# Is there any way to simplify my proof by induction?

murshid_islam
TL;DR Summary
My proof by induction looks way too contrived. Is there a way to simplify it?
I'm trying to prove the statement ##n^2 + 1 < n!## for ##n \geq 4##. My proof by induction looks way too contrived. Is there a way to simplify it?

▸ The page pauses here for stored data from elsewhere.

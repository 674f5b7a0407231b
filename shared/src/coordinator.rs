// ============================================================================
// Ingestion Coordinator
// ============================================================================
//
// Drains topic/subscription pairs. For one pair:
//
//   loop {
//     batch = receive(batch_size, max_wait)      // empty batch -> done
//     outcomes = handle every message concurrently
//     acknowledge(successes) / release(transient failures) / reject(rejected)
//   }
//
// Every received token lands in exactly one settle batch of its iteration.
// Each settle call is issued at most once per iteration and only for a
// non-empty token list. Partially failed settles are logged, never retried:
// the broker redelivers those tokens once their lock expires.
//
// Failure scopes:
// - message: handler error or panic -> TransientFailure -> release
// - pair:    client construction or receive failure -> BrokerError, a
//            panic inside the drain -> DrainFailure; the drain of that pair
//            stops, other pairs carry on
//
// ============================================================================

use crate::broker::{BrokerPullClient, ClientRegistry, SettleOperation};
use crate::handler::MessageHandler;
use eventpull_config::{BrokerConfig, SchedulerConfig};
use eventpull_error::BrokerError;
use eventpull_metrics::{DRAIN_ERRORS_TOTAL, MESSAGES_TOTAL, SETTLE_FAILURES_TOTAL};
use eventpull_types::{IngestionOutcome, LockTokenResult, OutcomeKind, ReceivedMessage, SettlePlan, TopicSubscription};
use futures::FutureExt;
use futures::future::join_all;
use std::panic::AssertUnwindSafe;
use std::sync::Arc;
use std::time::Duration;
use tracing::{debug, error, info, warn};

#[derive(Debug, Clone, PartialEq, Eq)]
pub struct CoordinatorOptions {
    /// Max messages per receive call
    pub event_batch_size: usize,
    /// Max time a receive call waits for the first message
    pub max_wait_time: Duration,
    /// Stop a drain after this many non-empty batches
    pub max_batches_per_drain: Option<usize>,
}

impl Default for CoordinatorOptions {
    fn default() -> Self {
        Self {
            event_batch_size: 100,
            max_wait_time: Duration::from_secs(10),
            max_batches_per_drain: None,
        }
    }
}

impl CoordinatorOptions {
    pub fn from_config(broker: &BrokerConfig, scheduler: &SchedulerConfig) -> Self {
        Self {
            event_batch_size: broker.event_batch_size,
            max_wait_time: broker.max_wait_time,
            max_batches_per_drain: scheduler.max_batches_per_drain,
        }
    }
}

/// What one drain of one pair did
#[derive(Debug, Clone, Default, PartialEq, Eq)]
pub struct DrainReport {
    pub topic: String,
    pub subscription: String,
    /// Non-empty batches received
    pub batches: usize,
    pub received: usize,
    pub acknowledged: usize,
    pub released: usize,
    pub rejected: usize,
    /// Tokens the broker refused to settle, or that were part of a failed settle call
    pub settle_failures: usize,
}

impl DrainReport {
    fn new(target: &TopicSubscription) -> Self {
        Self {
            topic: target.name.clone(),
            subscription: target.subscription.clone(),
            ..Self::default()
        }
    }

    fn record_settled(&mut self, operation: SettleOperation, succeeded: usize) {
        match operation {
            SettleOperation::Acknowledge => self.acknowledged += succeeded,
            SettleOperation::Release => self.released += succeeded,
            SettleOperation::Reject => self.rejected += succeeded,
        }
    }
}

/// A pair whose drain was aborted
#[derive(Debug, Clone, PartialEq, Eq)]
pub struct DrainFailure {
    pub topic: String,
    pub subscription: String,
    pub error: String,
}

/// Outcome of one pass over every configured pair
#[derive(Debug, Clone, Default, PartialEq, Eq)]
pub struct PassReport {
    pub drains: Vec<DrainReport>,
    pub failed: Vec<DrainFailure>,
}

impl PassReport {
    pub fn received(&self) -> usize {
        self.drains.iter().map(|d| d.received).sum()
    }

    pub fn is_clean(&self) -> bool {
        self.failed.is_empty() && self.drains.iter().all(|d| d.settle_failures == 0)
    }
}

pub struct IngestionCoordinator {
    registry: ClientRegistry,
    handler: Arc<dyn MessageHandler>,
    options: CoordinatorOptions,
}

impl IngestionCoordinator {
    pub fn new(
        registry: ClientRegistry,
        handler: Arc<dyn MessageHandler>,
        options: CoordinatorOptions,
    ) -> Self {
        Self {
            registry,
            handler,
            options,
        }
    }

    pub fn options(&self) -> &CoordinatorOptions {
        &self.options
    }

    pub fn registry(&self) -> &ClientRegistry {
        &self.registry
    }

    /// Drain every pair concurrently; a failing or panicking pair never
    /// affects the others
    pub async fn ingest_all(&self, targets: &[TopicSubscription]) -> PassReport {
        let drains = targets.iter().map(|target| async move {
            let result = AssertUnwindSafe(self.drain(target)).catch_unwind().await;
            (target, result)
        });

        let mut report = PassReport::default();
        for (target, result) in join_all(drains).await {
            let error = match result {
                Ok(Ok(drain)) => {
                    report.drains.push(drain);
                    continue;
                }
                Ok(Err(e)) => {
                    error!(
                        topic = %target.name,
                        subscription = %target.subscription,
                        error_code = e.error_code(),
                        error = %e,
                        "Error occurred when ingesting topic events"
                    );
                    e.to_string()
                }
                Err(panic) => {
                    let message = panic_message(panic.as_ref());
                    error!(
                        topic = %target.name,
                        subscription = %target.subscription,
                        panic = %message,
                        "Drain panicked while ingesting topic events"
                    );
                    format!("drain panicked: {}", message)
                }
            };

            DRAIN_ERRORS_TOTAL.inc();
            report.failed.push(DrainFailure {
                topic: target.name.clone(),
                subscription: target.subscription.clone(),
                error,
            });
        }

        report
    }

    /// Receive and process batches from one pair until a batch comes back empty
    pub async fn drain(&self, target: &TopicSubscription) -> Result<DrainReport, BrokerError> {
        let client = self.registry.get_or_create(target).await?;
        let mut report = DrainReport::new(target);

        loop {
            if let Some(max_batches) = self.options.max_batches_per_drain {
                if report.batches >= max_batches {
                    info!(
                        topic = %target.name,
                        subscription = %target.subscription,
                        batches = report.batches,
                        "Batch limit reached, resuming on the next pass"
                    );
                    break;
                }
            }

            debug!(topic = %target.name, subscription = %target.subscription, "Events requested");
            let batch = client
                .receive(
                    &target.name,
                    &target.subscription,
                    self.options.event_batch_size,
                    self.options.max_wait_time,
                )
                .await?;

            if batch.is_empty() {
                break;
            }

            info!(
                topic = %target.name,
                subscription = %target.subscription,
                count = batch.len(),
                "Events received"
            );
            report.batches += 1;
            report.received += batch.len();

            let outcomes = join_all(batch.iter().map(|message| self.ingest_message(message))).await;
            let plan = SettlePlan::from_outcomes(outcomes);
            self.settle(client.as_ref(), target, &plan, &mut report).await;
        }

        Ok(report)
    }

    async fn ingest_message(&self, message: &ReceivedMessage) -> IngestionOutcome {
        let handled = AssertUnwindSafe(self.handler.handle(&message.event))
            .catch_unwind()
            .await;

        let kind = match handled {
            Ok(Ok(outcome)) => OutcomeKind::from(outcome),
            Ok(Err(e)) => {
                error!(
                    event_id = %message.event.id,
                    delivery_count = message.delivery_count,
                    error = %e,
                    "Error ingesting event"
                );
                OutcomeKind::TransientFailure
            }
            Err(panic) => {
                error!(
                    event_id = %message.event.id,
                    delivery_count = message.delivery_count,
                    panic = %panic_message(panic.as_ref()),
                    "Handler panicked while ingesting event"
                );
                OutcomeKind::TransientFailure
            }
        };

        MESSAGES_TOTAL.with_label_values(&[kind.as_str()]).inc();
        IngestionOutcome::new(kind, message.lock_token.clone())
    }

    async fn settle(
        &self,
        client: &dyn BrokerPullClient,
        target: &TopicSubscription,
        plan: &SettlePlan,
        report: &mut DrainReport,
    ) {
        let batches = [
            (SettleOperation::Acknowledge, &plan.acknowledge),
            (SettleOperation::Release, &plan.release),
            (SettleOperation::Reject, &plan.reject),
        ];

        for (operation, tokens) in batches {
            if tokens.is_empty() {
                continue;
            }

            match operation
                .apply(client, &target.name, &target.subscription, tokens)
                .await
            {
                Ok(result) => {
                    info!(
                        topic = %target.name,
                        subscription = %target.subscription,
                        operation = %operation,
                        count = tokens.len(),
                        succeeded = result.succeeded.len(),
                        failed = result.failed.len(),
                        "Lock tokens settled"
                    );
                    log_lock_token_result(target, operation, &result);
                    report.record_settled(operation, result.succeeded.len());
                    report.settle_failures += result.failed.len();
                    SETTLE_FAILURES_TOTAL
                        .with_label_values(&[operation.as_str()])
                        .inc_by(result.failed.len() as u64);
                }
                Err(e) => {
                    error!(
                        topic = %target.name,
                        subscription = %target.subscription,
                        operation = %operation,
                        count = tokens.len(),
                        error = %e,
                        "Settle call failed, tokens will be redelivered after their lock expires"
                    );
                    report.settle_failures += tokens.len();
                    SETTLE_FAILURES_TOTAL
                        .with_label_values(&[operation.as_str()])
                        .inc_by(tokens.len() as u64);
                }
            }
        }
    }
}

fn log_lock_token_result(
    target: &TopicSubscription,
    operation: SettleOperation,
    result: &LockTokenResult,
) {
    for failed in &result.failed {
        warn!(
            topic = %target.name,
            operation = %operation,
            lock_token = %failed.lock_token,
            code = %failed.code,
            description = %failed.description,
            "Failed to settle lock token"
        );
    }
    for token in &result.succeeded {
        debug!(topic = %target.name, operation = %operation, lock_token = %token, "Lock token settled");
    }
}

fn panic_message(panic: &(dyn std::any::Any + Send)) -> String {
    if let Some(message) = panic.downcast_ref::<&str>() {
        message.to_string()
    } else if let Some(message) = panic.downcast_ref::<String>() {
        message.clone()
    } else {
        "unknown panic".to_string()
    }
}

Here's what I got.

For n = 4, ##n^2 + 1 = 17 < 4!##. So, the statement is true for n = 4. Now let's assume it's true for n = k, that is, ##k^2 + 1 < k!##

Now, for n = k+1,
##(k+1)^2 + 1 ##
##= (k^2 + 1) + 2k + 1##
##< k! + 2k + 1## ; [from the induction hypothesis for n = k]
##< k\cdot k! + 2k + 1##
##= (k+1-1)k! + 2k + 1##
##= (k+1)k! - k! + 2k + 1##
##= (k+1)! + 2k + (1 - k!)##
##< (k+1)! + 2k - k^2## ; [because 1 – k! < –k2 from the induction hypothesis for n = k]
##< (k+1)! + 0## ; [2k – k2 = k(2 – k) < 0 for k > 2]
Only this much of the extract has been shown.